Career Crossroad – Need Advice Please - shakycode
http://shakycode.com/post/119847169919/career-crossroad-advice

======
calcsam
It sounds like you have a ton of relevant experience -- I would love to work
with you -- and your main hurdle will be the interview process. Never fear,
this too can be engineered :)

Some thoughts:

* Practice makes perfect. Practice your story, say that you're looking to a more exciting startup environment. Practice with friends or your computer camera.

* You're probably going to have to move when you start the job. Not a lot of startups are remote-friendly. I would recommend SF or NY. You're a painter in the Renaissance -- if you want to stay on top of cutting-edge techniques, best move to Florence.

* When you're talking to startups, don't mention the word IT, and change your title from "Director of IT" to "Infrastructure Lead" \-- it makes you sound more like an IC (individual contributor) w/ a DevOps role.

* Don't mention you'll take a huge pay cut. That sends a bad signal, even if it's true. It's like putting a sign on your back that says "KICK ME."

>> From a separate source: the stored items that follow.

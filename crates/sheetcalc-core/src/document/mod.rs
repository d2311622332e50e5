//! Document state and logic (UI-agnostic).

mod io;
mod ops;
mod resolve;
mod state;
mod view;

pub use state::{Cells, Document, UndoAction, UndoEntry};
pub use view::ERROR_PLACEHOLDER;
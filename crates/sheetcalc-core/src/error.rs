//! Error types for sheetcalc core.

use thiserror::Error;

use sheetcalc_engine::FormulaError;

/// Errors that can occur while editing or reading a document
#[derive(Error, Debug)]
pub enum SheetError {
    #[error("IO error: {0}")]
    Io(#[from] std::io::Error),

    #[error(transparent)]
    Formula(#[from] FormulaError),

    #[error("No functions file loaded")]
    NoFunctionsLoaded,

    #[error("Nothing to undo")]
    NothingToUndo,

    #[error("Nothing to redo")]
    NothingToRedo,
}

pub type Result<T> = std::result::Result<T, SheetError>;
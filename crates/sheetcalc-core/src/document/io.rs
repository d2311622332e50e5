use log::{debug, warn};

use super::Document;
use crate::error::{Result, SheetError};
use sheetcalc_engine::RhaiHost;
use std::path::{Path, PathBuf};

const MAX_FUNCTION_FILE_BYTES: u64 = 1_048_576; // 1 MiB

fn read_functions_file(path: &Path) -> Result<String> {
    let meta = std::fs::metadata(path)?;
    if meta.len() > MAX_FUNCTION_FILE_BYTES {
        return Err(SheetError::Io(std::io::Error::new(
            std::io::ErrorKind::InvalidData,
            format!(
                "{} is {} bytes; functions files are capped at {} bytes",
                path.display(),
                meta.len(),
                MAX_FUNCTION_FILE_BYTES
            ),
        )));
    }
    Ok(std::fs::read_to_string(path)?)
}

impl Document {
    /// Load custom Rhai functions from a file (appends to existing functions).
    ///
    /// The script host is rebuilt, so variables bound by earlier escapes are
    /// discarded. On failure the document keeps its current host.
    /// Returns the canonical path loaded.
    pub fn load_functions(&mut self, path: &Path) -> Result<PathBuf> {
        let path_buf = std::fs::canonicalize(path)?;
        if self.functions_files.contains(&path_buf) {
            // Already loaded: keep current compiled state unchanged.
            return Ok(path_buf);
        }
        let content = read_functions_file(&path_buf)?;

        let new_custom_functions = match &self.custom_functions {
            Some(existing) => format!("{}\n\n{}", existing, content),
            None => content,
        };

        // Compile in a new host first so failures don't mutate state.
        let host = RhaiHost::with_functions(Some(new_custom_functions.as_str())).inspect_err(|e| {
            warn!("{}: {e}", path_buf.display());
        })?;

        debug!("loaded functions from {}", path_buf.display());
        self.functions_files.push(path_buf.clone());
        self.custom_functions = Some(new_custom_functions);
        self.host = host;
        Ok(path_buf)
    }

    /// Reload all custom functions from the loaded files.
    /// Returns the number of files reloaded.
    pub fn reload_functions(&mut self) -> Result<usize> {
        if self.functions_files.is_empty() {
            return Err(SheetError::NoFunctionsLoaded);
        }

        let mut merged = String::new();
        for (idx, path) in self.functions_files.iter().enumerate() {
            let content = read_functions_file(path)?;
            if idx > 0 {
                merged.push_str("\n\n");
            }
            merged.push_str(&content);
        }

        let host = RhaiHost::with_functions(Some(merged.as_str()))?;
        self.custom_functions = Some(merged);
        self.host = host;
        Ok(self.functions_files.len())
    }
}
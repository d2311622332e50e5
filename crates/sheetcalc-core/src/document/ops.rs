use log::debug;

use super::resolve::SheetResolver;
use super::{Document, UndoAction, UndoEntry};
use crate::error::{Result, SheetError};
use sheetcalc_engine::engine::{Coordinate, formula_body, parse_address};

impl Document {
    /// Store raw text without touching history.
    fn apply_text(&mut self, coord: &Coordinate, text: Option<String>) {
        match text {
            Some(text) => {
                self.cells.insert(coord.clone(), text);
            }
            None => {
                self.cells.remove(coord);
            }
        }
    }

    fn change_for(&self, coord: Coordinate, text: &str) -> UndoAction {
        let text = text.trim();
        UndoAction {
            old_text: self.cells.get(&coord).map(|r| r.value().clone()),
            new_text: (!text.is_empty()).then(|| text.to_string()),
            coord,
        }
    }

    fn push_undo(&mut self, entry: UndoEntry) {
        self.undo_stack.push(entry);
        self.redo_stack.clear();
        if self.undo_stack.len() > super::state::MAX_UNDO_STACK {
            self.undo_stack.remove(0);
        }
    }

    /// Set a cell's raw text. Surrounding whitespace is trimmed; empty text clears the cell.
    ///
    /// Text starting with `=` or `@` is a formula and is evaluated when read.
    pub fn set_cell(&mut self, address: &str, text: &str) -> Result<()> {
        let coord = parse_address(address)?;
        let action = self.change_for(coord, text);
        debug!("set {} = {:?}", action.coord, action.new_text);

        self.apply_text(&action.coord, action.new_text.clone());
        self.push_undo(UndoEntry::Single(action));
        Ok(())
    }

    /// Clear the specified cell
    pub fn clear_cell(&mut self, address: &str) -> Result<()> {
        self.set_cell(address, "")
    }

    /// Write a row left to right starting at column A, as one undo entry.
    ///
    /// Nothing is written if any column falls outside `A..ZZ`.
    pub fn set_row(&mut self, row: usize, values: &[&str]) -> Result<()> {
        let mut actions = Vec::with_capacity(values.len());
        for (col, text) in values.iter().enumerate() {
            let coord = Coordinate::from_indices(row, col)?;
            let action = self.change_for(coord, text);
            if action.old_text != action.new_text {
                actions.push(action);
            }
        }
        if actions.is_empty() {
            return Ok(());
        }

        for action in &actions {
            self.apply_text(&action.coord, action.new_text.clone());
        }
        self.push_undo(UndoEntry::Batch(actions));
        Ok(())
    }

    /// Displayed value of a cell: literals verbatim, formulas evaluated, unset cells empty.
    pub fn get_cell(&self, address: &str) -> Result<String> {
        let coord = parse_address(address)?;
        self.value_at(&coord)
    }

    /// Evaluate a formula against the document without storing it.
    ///
    /// A leading `=` or `@` marker is stripped first, as for stored cells.
    pub fn evaluate(&self, formula: &str) -> Result<String> {
        let formula = formula_body(formula).unwrap_or(formula);
        Ok(SheetResolver::new(self).evaluate(formula)?)
    }

    pub(crate) fn value_at(&self, coord: &Coordinate) -> Result<String> {
        Ok(SheetResolver::new(self).value_at(coord)?)
    }

    /// Raw stored text of a cell, formulas included.
    pub fn get_expression(&self, address: &str) -> Result<String> {
        let coord = parse_address(address)?;
        Ok(self
            .cells
            .get(&coord)
            .map(|r| r.value().clone())
            .unwrap_or_default())
    }

    pub fn undo(&mut self) -> Result<()> {
        let entry = self.undo_stack.pop().ok_or(SheetError::NothingToUndo)?;
        let actions = match &entry {
            UndoEntry::Single(action) => std::slice::from_ref(action),
            UndoEntry::Batch(actions) => actions.as_slice(),
        };
        for action in actions {
            self.apply_text(&action.coord, action.old_text.clone());
        }
        self.redo_stack.push(entry);
        Ok(())
    }

    pub fn redo(&mut self) -> Result<()> {
        let entry = self.redo_stack.pop().ok_or(SheetError::NothingToRedo)?;
        let actions = match &entry {
            UndoEntry::Single(action) => std::slice::from_ref(action),
            UndoEntry::Batch(actions) => actions.as_slice(),
        };
        for action in actions {
            self.apply_text(&action.coord, action.new_text.clone());
        }
        self.undo_stack.push(entry);
        Ok(())
    }
}
//! Markdown rendering of the populated sheet region.

use sheetcalc_core::Document;
use sheetcalc_engine::engine::column_name;

/// Render every cell from `A1` to the furthest populated cell as a markdown table.
pub fn render_markdown(doc: &Document) -> String {
    let Some((rows, cols)) = doc.bounds() else {
        return "*Empty spreadsheet*\n".to_string();
    };

    let mut out = String::from("|   |");
    for col in 0..cols {
        let name = column_name(col).unwrap_or_default();
        out.push_str(&format!(" {} |", name));
    }
    out.push_str("\n|---|");
    out.push_str(&"---|".repeat(cols));
    out.push('\n');

    for row in 0..rows {
        out.push_str(&format!("| {} |", row + 1)); // 1-based row numbers
        for value in doc.row_values(row, cols) {
            out.push_str(&format!(" {} |", escape_markdown(&value)));
        }
        out.push('\n');
    }
    out
}

/// Escape special markdown characters in cell content
fn escape_markdown(s: &str) -> String {
    s.replace('|', "\\|").replace('\n', " ").replace('\r', "")
}

#[cfg(test)]
mod tests {
    use super::*;
    use pretty_assertions::assert_eq;

    #[test]
    fn test_empty_document() {
        assert_eq!(render_markdown(&Document::new()), "*Empty spreadsheet*\n");
    }

    #[test]
    fn test_table_layout() {
        let mut doc = Document::new();
        doc.set_cell("A1", "2").unwrap();
        doc.set_cell("B2", "=A1 * 2").unwrap();
        doc.set_cell("A2", "a|b").unwrap();

        let expected = "\
|   | A | B |
|---|---|---|
| 1 | 2 |  |
| 2 | a\\|b | 4 |
";
        assert_eq!(render_markdown(&doc), expected);
    }
}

* Apply for lots of jobs. Make different versions of your resume, with a PO Box with a local address on the top. No one will likely check (though you can get the PO Box if you want) -- and it will make recruiters far more likely to call you. If they ask about your location, say "I am currently working in Houston, but looking to relocate to [TARGET LOCATION] as soon as possible, for personal reasons."

* This is something I did that got me a lot of interviews very quickly: [https://medium.com/@calcsam/outsource-your-job-search-3e9909...](https://medium.com/@calcsam/outsource-your-job-search-3e990967a1f3)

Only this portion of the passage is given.